The Goon Cave: An Adventure, not a Death Sentence

If you're reading this, then you've probably fallen into a "goon cave". Goon caves are points of terminal loserdom produced by our hypercompetitive, winner-take-all society, where a person who has lost too many winner-take-all games experiences extreme isolation, a lack of employment opportunities, and social ostracism. We borrowed the goon cave metaphor from the porn category called "gooning". In the pornographic context, goon caves are specialized rooms built specifically for masturbation, and goon porn commonly repeats the mantra: nothing exists but masturbation. This analogy encapsulates the drop in economic, physical, and social activity we observe in the losers of our society's winner-take-all games. The analogy also captures the personal nature of the goon cave; every goon cave is different. The stereotype is that the losers of this game spend all their time masturbating in their mother's basement. The losers of this game, known pejoratively as incels, have a term for this state of inactivity: LDAR, short for Lay Down and Rot.

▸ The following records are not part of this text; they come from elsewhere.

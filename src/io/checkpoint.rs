//! Inter-round persistence of annual anomaly stacks and filled slopes.
//!
//! Each iteration round writes one directory with a JSON manifest naming
//! the bands by year offset, the stack payload, the per-band pixel counts
//! and the filled slope surface. Payloads are raw little-endian values in
//! band-major row order. Resuming a run reads the latest round's filled
//! surface back as the next correction surface.

use crate::types::{AnnualBand, AnnualStack, Raster, SedError, SedResult};
use ndarray::Array2;
use serde::{Deserialize, Serialize};
use std::fs::{self, File};
use std::io::{BufReader, BufWriter, Read, Write};
use std::path::{Path, PathBuf};

const MANIFEST_FILE: &str = "manifest.json";
const STACK_FILE: &str = "stack.bin";
const COUNTS_FILE: &str = "counts.bin";
const FILLED_FILE: &str = "filled.bin";

#[derive(Debug, Serialize, Deserialize)]
struct BandEntry {
    year_offset: i64,
    scene_count: usize,
}

#[derive(Debug, Serialize, Deserialize)]
struct RoundManifest {
    round: usize,
    rows: usize,
    cols: usize,
    bands: Vec<BandEntry>,
}

/// Per-round checkpoint store rooted at one directory
pub struct CheckpointStore {
    root: PathBuf,
}

impl CheckpointStore {
    /// Open (and create if needed) a checkpoint directory
    pub fn open<P: AsRef<Path>>(root: P) -> SedResult<Self> {
        fs::create_dir_all(root.as_ref())?;
        Ok(Self {
            root: root.as_ref().to_path_buf(),
        })
    }

    fn round_dir(&self, round: usize) -> PathBuf {
        self.root.join(format!("round_{:03}", round))
    }

    /// Persist one round's annual stack and filled slope
    pub fn write_round(
        &self,
        round: usize,
        stack: &AnnualStack,
        filled: &Raster,
    ) -> SedResult<()> {
        let dir = self.round_dir(round);
        fs::create_dir_all(&dir)?;
        let (rows, cols) = filled.dim();

        let manifest = RoundManifest {
            round,
            rows,
            cols,
            bands: stack
                .bands
                .iter()
                .map(|b| BandEntry {
                    year_offset: b.year_offset,
                    scene_count: b.scene_count,
                })
                .collect(),
        };
        let manifest_json = serde_json::to_string_pretty(&manifest)?;
        fs::write(dir.join(MANIFEST_FILE), manifest_json)?;

        let mut stack_out = BufWriter::new(File::create(dir.join(STACK_FILE))?);
        let mut counts_out = BufWriter::new(File::create(dir.join(COUNTS_FILE))?);
        for band in &stack.bands {
            for v in band.values.iter() {
                stack_out.write_all(&v.to_le_bytes())?;
            }
            for c in band.pixel_count.iter() {
                counts_out.write_all(&c.to_le_bytes())?;
            }
        }
        stack_out.flush()?;
        counts_out.flush()?;

        let mut filled_out = BufWriter::new(File::create(dir.join(FILLED_FILE))?);
        for v in filled.iter() {
            filled_out.write_all(&v.to_le_bytes())?;
        }
        filled_out.flush()?;

        log::info!(
            "Checkpoint: round {} persisted ({} bands, {}x{})",
            round,
            stack.bands.len(),
            rows,
            cols
        );
        Ok(())
    }

    fn read_manifest(&self, round: usize) -> SedResult<RoundManifest> {
        let path = self.round_dir(round).join(MANIFEST_FILE);
        let manifest: RoundManifest = serde_json::from_reader(BufReader::new(File::open(path)?))?;
        Ok(manifest)
    }

    fn read_f32_raster(path: &Path, rows: usize, cols: usize) -> SedResult<Raster> {
        let mut reader = BufReader::new(File::open(path)?);
        let mut buf = vec![0u8; rows * cols * 4];
        reader.read_exact(&mut buf)?;
        let values: Vec<f32> = buf
            .chunks_exact(4)
            .map(|c| f32::from_le_bytes([c[0], c[1], c[2], c[3]]))
            .collect();
        Array2::from_shape_vec((rows, cols), values)
            .map_err(|e| SedError::InvalidFormat(format!("raster payload shape: {}", e)))
    }

    /// Read back a round's filled slope surface
    pub fn read_filled(&self, round: usize) -> SedResult<Raster> {
        let manifest = self.read_manifest(round)?;
        Self::read_f32_raster(
            &self.round_dir(round).join(FILLED_FILE),
            manifest.rows,
            manifest.cols,
        )
    }

    /// Read back a round's annual anomaly stack
    pub fn read_stack(&self, round: usize) -> SedResult<AnnualStack> {
        let manifest = self.read_manifest(round)?;
        let (rows, cols) = (manifest.rows, manifest.cols);
        let mut stack_in = BufReader::new(File::open(self.round_dir(round).join(STACK_FILE))?);
        let mut counts_in = BufReader::new(File::open(self.round_dir(round).join(COUNTS_FILE))?);

        let mut bands = Vec::with_capacity(manifest.bands.len());
        for entry in &manifest.bands {
            let mut buf = vec![0u8; rows * cols * 4];
            stack_in.read_exact(&mut buf)?;
            let values: Vec<f32> = buf
                .chunks_exact(4)
                .map(|c| f32::from_le_bytes([c[0], c[1], c[2], c[3]]))
                .collect();
            let values = Array2::from_shape_vec((rows, cols), values)
                .map_err(|e| SedError::InvalidFormat(format!("stack band shape: {}", e)))?;

            counts_in.read_exact(&mut buf)?;
            let counts: Vec<u32> = buf
                .chunks_exact(4)
                .map(|c| u32::from_le_bytes([c[0], c[1], c[2], c[3]]))
                .collect();
            let pixel_count = Array2::from_shape_vec((rows, cols), counts)
                .map_err(|e| SedError::InvalidFormat(format!("count band shape: {}", e)))?;

            bands.push(AnnualBand {
                values,
                pixel_count,
                scene_count: entry.scene_count,
                year_offset: entry.year_offset,
            });
        }
        Ok(AnnualStack { bands })
    }

    /// Highest persisted round number, if any round completed
    pub fn latest_round(&self) -> SedResult<Option<usize>> {
        let mut latest = None;
        for entry in fs::read_dir(&self.root)? {
            let name = entry?.file_name();
            let name = name.to_string_lossy();
            if let Some(num) = name.strip_prefix("round_") {
                if let Ok(round) = num.parse::<usize>() {
                    latest = latest.max(Some(round));
                }
            }
        }
        Ok(latest)
    }
}

#[cfg(test)]
mod tests {
    use super::*;
    use approx::assert_relative_eq;

    fn sample_stack() -> (AnnualStack, Raster) {
        let mut values = Array2::from_elem((2, 3), f32::NAN);
        values[[0, 0]] = 0.5;
        values[[1, 2]] = -0.25;
        let mut pixel_count = Array2::zeros((2, 3));
        pixel_count[[0, 0]] = 4;
        pixel_count[[1, 2]] = 1;
        let stack = AnnualStack {
            bands: vec![AnnualBand {
                values,
                pixel_count,
                scene_count: 5,
                year_offset: 3,
            }],
        };
        let mut filled = Array2::from_elem((2, 3), f32::NAN);
        filled[[0, 1]] = 0.012;
        (stack, filled)
    }

    #[test]
    fn test_round_trip() {
        let dir = tempfile::tempdir().unwrap();
        let store = CheckpointStore::open(dir.path()).unwrap();
        let (stack, filled) = sample_stack();

        store.write_round(1, &stack, &filled).unwrap();

        let stack_back = store.read_stack(1).unwrap();
        assert_eq!(stack_back.bands.len(), 1);
        let band = &stack_back.bands[0];
        assert_eq!(band.year_offset, 3);
        assert_eq!(band.scene_count, 5);
        assert_relative_eq!(band.values[[0, 0]], 0.5);
        assert!(band.values[[0, 1]].is_nan());
        assert_eq!(band.pixel_count[[0, 0]], 4);

        let filled_back = store.read_filled(1).unwrap();
        assert_relative_eq!(filled_back[[0, 1]], 0.012);
        assert!(filled_back[[0, 0]].is_nan());
    }

    #[test]
    fn test_latest_round() {
        let dir = tempfile::tempdir().unwrap();
        let store = CheckpointStore::open(dir.path()).unwrap();
        assert_eq!(store.latest_round().unwrap(), None);
        let (stack, filled) = sample_stack();
        store.write_round(1, &stack, &filled).unwrap();
        store.write_round(2, &stack, &filled).unwrap();
        assert_eq!(store.latest_round().unwrap(), Some(2));
    }

    #[test]
    fn test_missing_round_is_io_error() {
        let dir = tempfile::tempdir().unwrap();
        let store = CheckpointStore::open(dir.path()).unwrap();
        assert!(matches!(store.read_filled(7), Err(SedError::Io(_))));
    }
}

Lay Down and Rest, Not Lay Down and Rot

While Lay Down and Rot encapsulates the inactivity and despair that defines the lifestyle of a goon cave inhabitant, it doesn't paint the complete picture. By understanding the evolutionary development of low mood and withdrawal, we can reframe this seemingly terminal state. There are many evolutionary theories about the origins of depression, but we're going to focus on three: the Analytic Rumination Hypothesis, the Social Rank Theory, and the Energy Conservation Theory.

 

The Analytic Rumination Hypothesis: Processing the Unsolvable

The Analytic Rumination Hypothesis (ARH) proposes that the symptoms of depression, such as low mood, repetitively thinking about problems, reduced interest in pleasures (anhedonia), and decreased physical activity evolved to help humans solve complex problems. Depression could increase the likelihood of survival and reproduction of a primitive human being who found themselves facing a complex problem like betrayal, loss of status, or resource scarcity. The depressive state narrows focus, reduces calorie consumption, and channels cognitive focus into building a deeper understanding of the problem or finding a solution. 

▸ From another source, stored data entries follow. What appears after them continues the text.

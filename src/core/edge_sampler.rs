//! Per-scene water-edge elevation sampling.
//!
//! Binarizes the capped water index with an externally computed threshold,
//! derives a buffered edge zone around the water/land boundary and samples
//! the reference elevation surface there. Also flags pixels adjacent to
//! inundated vegetation, where the edge detection is unreliable.

use crate::core::morphology::{dilate, edge_zone};
use crate::types::{BoundingBox, EdgeElevation, Raster, Scene, SedError, SedResult};
use ndarray::Array2;

/// Parameters forwarded to the adaptive threshold routine
#[derive(Debug, Clone)]
pub struct ThresholdSearchParams {
    /// Canny edge-detection threshold
    pub canny_threshold: f32,
    /// Canny Gaussian sigma
    pub canny_sigma: f32,
    /// Lower bound of the threshold search interval
    pub minimum_value: f32,
}

impl Default for ThresholdSearchParams {
    fn default() -> Self {
        Self {
            canny_threshold: 0.7,
            canny_sigma: 0.7,
            minimum_value: -0.3,
        }
    }
}

/// Adaptive water/land separation threshold, an external collaborator.
///
/// Given the capped index raster, a spatial scale and the scene footprint,
/// returns the scalar threshold that binarizes the water index.
pub trait ThresholdRoutine: Sync {
    fn compute_threshold(
        &self,
        index: &Raster,
        scale_m: f64,
        footprint: &BoundingBox,
        params: &ThresholdSearchParams,
    ) -> SedResult<f32>;
}

/// Constant threshold, for tests and pre-computed deployments
#[derive(Debug, Clone, Copy)]
pub struct FixedThreshold(pub f32);

impl ThresholdRoutine for FixedThreshold {
    fn compute_threshold(
        &self,
        _index: &Raster,
        _scale_m: f64,
        _footprint: &BoundingBox,
        _params: &ThresholdSearchParams,
    ) -> SedResult<f32> {
        Ok(self.0)
    }
}

/// Edge-elevation sampling parameters
#[derive(Debug, Clone)]
pub struct EdgeSamplerParams {
    /// Cap on the water index; extreme values rarely mark the water edge
    /// and would bias the threshold search
    pub max_index_value: f32,
    /// Spatial scale handed to the threshold routine, meters
    pub threshold_scale_m: f64,
    /// Half-width of the edge zone around the water boundary, meters
    pub edge_buffer_m: f64,
    /// Vegetation index above this marks inundated vegetation
    pub veg_threshold: f32,
    /// Raster pixel size, meters
    pub pixel_size_m: f64,
    /// Cloud score at or above this marks an invalid pixel
    pub cloud_invalid_at: f32,
    pub search: ThresholdSearchParams,
}

impl Default for EdgeSamplerParams {
    fn default() -> Self {
        Self {
            max_index_value: 0.3,
            threshold_scale_m: 30.0,
            edge_buffer_m: 10.0,
            veg_threshold: 0.5,
            pixel_size_m: 10.0,
            cloud_invalid_at: 100.0,
            search: ThresholdSearchParams::default(),
        }
    }
}

/// Edge-elevation sampler
pub struct EdgeSampler {
    params: EdgeSamplerParams,
}

impl EdgeSampler {
    pub fn new(params: EdgeSamplerParams) -> Self {
        Self { params }
    }

    /// Buffer distance in whole pixels, at least one
    fn buffer_px(&self) -> usize {
        ((self.params.edge_buffer_m / self.params.pixel_size_m).round() as usize).max(1)
    }

    /// Sample the reference elevation along one scene's water edge.
    ///
    /// An entirely masked edge zone yields an all-NaN elevation raster,
    /// not an error; the scene is dropped later by the elevation corrector.
    pub fn sample(
        &self,
        scene: &Scene,
        dem: &Raster,
        routine: &dyn ThresholdRoutine,
    ) -> SedResult<EdgeElevation> {
        let dims = scene.water_index.dim();
        if dims != dem.dim() || dims != scene.veg_index.dim() || dims != scene.cloud.dim() {
            return Err(SedError::Processing(format!(
                "Scene {} rasters ({}x{}) do not match the DEM ({}x{})",
                scene.meta.id,
                dims.0,
                dims.1,
                dem.dim().0,
                dem.dim().1
            )));
        }
        log::debug!("Sampling edge elevation for scene {}", scene.meta.id);

        // Cap the water index before the threshold search
        let capped = scene
            .water_index
            .mapv(|v| if v > self.params.max_index_value { self.params.max_index_value } else { v });

        // Threshold search only sees cloud-valid pixels
        let mut search_index = capped.clone();
        for ((i, j), v) in search_index.indexed_iter_mut() {
            if scene.cloud[[i, j]] >= self.params.cloud_invalid_at {
                *v = f32::NAN;
            }
        }
        let threshold = routine.compute_threshold(
            &search_index,
            self.params.threshold_scale_m,
            &scene.meta.footprint,
            &self.params.search,
        )?;
        log::debug!("Scene {}: separation threshold {:.4}", scene.meta.id, threshold);

        let (rows, cols) = dims;
        let mut water = Array2::from_elem(dims, false);
        for ((i, j), v) in capped.indexed_iter() {
            water[[i, j]] = v.is_finite() && *v > threshold;
        }

        let buffer_px = self.buffer_px();
        let edge = edge_zone(&water, buffer_px);

        // Elevation at cloud-valid edge pixels, NaN elsewhere
        let mut elevation = Array2::from_elem(dims, f32::NAN);
        let mut edge_pixels = 0usize;
        for i in 0..rows {
            for j in 0..cols {
                if edge[[i, j]]
                    && scene.cloud[[i, j]] < self.params.cloud_invalid_at
                    && dem[[i, j]].is_finite()
                {
                    elevation[[i, j]] = dem[[i, j]];
                    edge_pixels += 1;
                }
            }
        }
        if edge_pixels == 0 {
            log::warn!(
                "Scene {}: no valid edge pixel after masking, output is fully invalid",
                scene.meta.id
            );
        }

        // Vegetation adjacency, dilated by the same buffer
        let mut veg = Array2::from_elem(dims, false);
        for ((i, j), v) in scene.veg_index.indexed_iter() {
            veg[[i, j]] = v.is_finite() && *v > self.params.veg_threshold;
        }
        let veg_adjacent = dilate(&veg, buffer_px);

        Ok(EdgeElevation {
            meta: scene.meta.clone(),
            elevation,
            veg_adjacent,
            threshold,
        })
    }
}

impl Default for EdgeSampler {
    fn default() -> Self {
        Self::new(EdgeSamplerParams::default())
    }
}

The Social Rank Theory: A Strategic Retreat

The Social Rank Theory (SRT) suggests that depression evolved as a survival strategy for organisms that consistently lose in social or hierarchical competitions. Prolonged. unwinnable conflicts can lead to severe harm or death. Withdrawal, lower self-esteem, and reduced assertiveness signal submission to dominant rivals to preserve the organism's place in the hierarchy and prevent additional attacks. Depression is a strategic retreat that allows the losing organism to retreat and regroup.

The Energy Conservation Theory: Rest for Survival

The Energy Conservation Theory posits that depression serves as a survival strategy when organisms experience intense resource scarcity or when facing insurmountable problems. In environments where resources were scarce or when continued pursuit of a goal was futile or dangerous, investing energy would be counterproductive. Fatigue, lack of motivation, and apathy would help an organism conserve energy in a resource-scarce environment.

From "Rot" to "Rest": Global Manifestations of an Ancient Response

Normies reflexively counter signal incels by dismissing their ideas outright or blaming their situations on individual weaknesses or moral failings. However, a deeper look reveals that much of the analysis of those stigmatized as incels is, in fact, spot on. Their analysis of the ever-increasing burden of competition, while frequently mocked, proves eerily accurate when we consider the pervasive phenomena observed around the globe.

The LDAR phenomenon is not exclusive to the Western world; it reflects a universal human response to overwhelming, relentless, and often futile competition. In China, this manifests as involution or "lying flat", a movement that rejects the cycle of increasing competition and diminishing returns. It is a conscious decision by the youth of the nation to drop out of the rat race and instead opt for a low-desire life that prioritizes sanity over endless struggle. In Japan, the rejection of meaningless and self-defeating competition manifests in the Hikikomori, where individuals withdraw from society and become recluses. In South Korea, the competition around education, careers, and even beauty standards has resulted in the 2nd highest suicide rate in the world. They also have alarmingly high rates of stress, depression, and deaths of despair (suicide, drug overdose, alcohol-related deaths) among their youth. These pressures are often rooted in East Asia's brutal test-taking culture, which functions as an alternative to Western cancel culture, where a single exam determines one's entire life trajectory, fueling a zero-sum game from childhood.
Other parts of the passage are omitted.